Episode 10: Be Comfortable Being Uncomfortable | Kelly Dostal

Episode 10: Be Comfortable Being Uncomfortable | Kelly Dostal

From the field to the sales floor, the journey of a former field hockey player turned sales professional is a testament to the power of teamwork, perseverance, and adaptability. In a recent conversation, we had the privilege of delving into the experiences and insights of an individual who seamlessly transitioned from the world of sports to the realm of sales.

Beginning with a reflection on her field hockey career, our conversation partner reminisced about the camaraderie and memories forged on the field. From exhilarating victories to heart-wrenching losses, it was the bond with teammates that left an indelible mark. As she aptly put it, “the games, the wins and losses, those come and go, but the teammates are the ones that stick with you for the rest of your life.”

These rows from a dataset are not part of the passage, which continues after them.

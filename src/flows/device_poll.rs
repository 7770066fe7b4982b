//! Bounded device token polling (RFC 8628 §3.4 and §3.5).
//!
//! [`Broker::poll_for_token`] exchanges a device code for the primary credential. Each call polls
//! until the provider resolves the request or the caller's `max_wait` budget would be exceeded by
//! the next sleep, in which case it yields [`PollOutcome::Pending`] and the caller re-invokes it
//! later with the same [`PollInterval`]. The interval remembers the last poll, so re-invocations
//! never poll sooner than the interval allows. The future holds no state outside the caller's
//! interval, so dropping it at any await point abandons the attempt cleanly.

// std
use std::time::Instant;
// crates.io
use oauth2::http::Method;
// self
use crate::{
	_prelude::*,
	auth::{DeviceCode, DeviceErrorCode, PollInterval, PrimaryCredential, TokenSecret},
	flows::Broker,
	http::ProviderHttpClient,
	oauth::{self, ProviderRequest, TransportErrorMapper},
	obs::{self, FlowKind, FlowOutcome, FlowSpan},
};

const DEVICE_CODE_GRANT_TYPE: &str = "urn:ietf:params:oauth:grant-type:device_code";

/// Result of one bounded polling window.
#[derive(Clone, Debug, PartialEq, Eq)]
pub enum PollOutcome {
	/// The user approved the request.
	Authorized(PrimaryCredential),
	/// The budget ran out before the provider resolved the request.
	Pending,
}

/// Classified response of a single token poll.
enum PollSignal {
	Authorized(PrimaryCredential),
	Continue(DeviceErrorCode),
}

#[derive(Deserialize)]
struct TokenPollResponse {
	#[serde(default)]
	access_token: Option<serde_json::Value>,
	#[serde(default)]
	token_type: Option<String>,
	#[serde(default)]
	scope: Option<String>,
	#[serde(default)]
	error: Option<String>,
	#[serde(default)]
	error_description: Option<String>,
	#[serde(default)]
	error_uri: Option<String>,
}

impl<C, M> Broker<C, M>
where
	C: ?Sized + ProviderHttpClient,
	M: ?Sized + TransportErrorMapper<C::TransportError>,
{
	/// Polls the token endpoint until the device code resolves or `max_wait` is spent.
	///
	/// The budget is consumed by sleeps only: before each sleep the poller checks that the
	/// accumulated wait plus the current interval fits within `max_wait`, otherwise it returns
	/// [`PollOutcome::Pending`] without sleeping. When `interval` has already polled, the call first
	/// waits out the rest of the interval, or returns `Pending` without a request if that wait does
	/// not fit the budget. A fresh interval with a zero budget polls exactly once. `slow_down`
	/// responses grow `interval` in place so the adjustment carries into later calls.
	pub async fn poll_for_token(
		&self,
		device_code: &DeviceCode,
		interval: &mut PollInterval,
		max_wait: Duration,
	) -> Result<PollOutcome> {
		const KIND: FlowKind = FlowKind::DevicePoll;

		let span = FlowSpan::new(KIND, "poll_for_token");

		obs::record_flow_outcome(KIND, FlowOutcome::Attempt);

		let result = span.instrument(self.poll_until(device_code, interval, max_wait)).await;

		match &result {
			Ok(PollOutcome::Authorized(_)) => obs::record_flow_outcome(KIND, FlowOutcome::Success),
			Ok(PollOutcome::Pending) => obs::record_flow_outcome(KIND, FlowOutcome::Pending),
			Err(err) => {
				obs::record_provider_failure(KIND, err);
				obs::record_flow_outcome(KIND, FlowOutcome::Failure);
			},
		}

		result
	}

	async fn poll_until(
		&self,
		device_code: &DeviceCode,
		interval: &mut PollInterval,
		max_wait: Duration,
	) -> Result<PollOutcome> {
		let sleeper = self.sleeper()?;
		let mut waited = interval.remaining_wait(Instant::now());
		let mut attempt = 0_u32;

		if waited.is_positive() {
			if waited > max_wait {
				return Ok(PollOutcome::Pending);
			}

			sleeper.sleep(waited).await;
		}

		loop {
			attempt = attempt.saturating_add(1);

			interval.mark_polled(Instant::now());

			match self.request_device_token(device_code).await? {
				PollSignal::Authorized(credential) => return Ok(PollOutcome::Authorized(credential)),
				PollSignal::Continue(code) => {
					if code == DeviceErrorCode::SlowDown {
						interval.slow_down(self.descriptor.quirks.slow_down_increment);
					}

					let signal = signal_label(&code);

					obs::record_poll_signal(signal, attempt, interval.current());
					obs::record_poll_signal_total(signal);
				},
			}

			let delay = interval.current();
			let next = waited.saturating_add(delay);

			if next > max_wait {
				return Ok(PollOutcome::Pending);
			}

			sleeper.sleep(delay).await;

			waited = next;
		}
	}

	async fn request_device_token(&self, device_code: &DeviceCode) -> Result<PollSignal> {
		const KIND: FlowKind = FlowKind::DevicePoll;

		let request = ProviderRequest::new(
			Method::POST,
			&self.descriptor.endpoints.device_token,
			&self.descriptor.quirks,
		)?
		.form(&[
			("client_id", self.client_id.as_str()),
			("device_code", device_code.expose()),
			("grant_type", DEVICE_CODE_GRANT_TYPE),
		])?;
		let response = oauth::dispatch(
			self.http_client.as_ref(),
			self.transport_mapper.as_ref(),
			KIND,
			request,
		)
		.await?;
		let payload = match response.decode::<TokenPollResponse>() {
			Ok(payload) => payload,
			Err(_) if !response.is_success() => return Err(response.unexpected_status().into()),
			Err(err) => return Err(err.into()),
		};

		match payload.access_token {
			Some(serde_json::Value::String(token)) if !token.is_empty() =>
				return Ok(PollSignal::Authorized(PrimaryCredential {
					access_token: TokenSecret::new(token),
					token_type: payload.token_type,
					scope: payload.scope,
				})),
			None | Some(serde_json::Value::Null) => (),
			Some(_) =>
				return Err(response.invalid_payload("access_token is not a non-empty string").into()),
		}

		let Some(code) = payload.error.as_deref().map(DeviceErrorCode::from) else {
			return Err(if response.is_success() {
				response.invalid_payload("neither access_token nor error is present").into()
			} else {
				response.unexpected_status().into()
			});
		};

		if code.is_pending() {
			return Ok(PollSignal::Continue(code));
		}
		if code == DeviceErrorCode::ExpiredToken {
			return Err(Error::ExpiredDeviceCode);
		}

		Err(Error::AuthorizationDenied {
			code: code.as_str().to_owned(),
			description: payload.error_description,
			uri: payload.error_uri,
		})
	}
}

fn signal_label(code: &DeviceErrorCode) -> &'static str {
	match code {
		DeviceErrorCode::SlowDown => "slow_down",
		_ => "authorization_pending",
	}
}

Transitioning from the field to the sales arena, our discussion uncovered parallels between sportsmanship and salesmanship. Just as in sports, success in sales requires dedication, resilience, and a commitment to continuous improvement. Reflecting on her early days in sales, she emphasized the importance of building a solid foundation and embracing the journey of skill development.

One key aspect that emerged from our conversation was the value of mentorship and guidance, both on the field and in the sales industry. Just as seasoned athletes mentor younger players, experienced sales professionals play a pivotal role in nurturing talent and fostering growth within the sales team.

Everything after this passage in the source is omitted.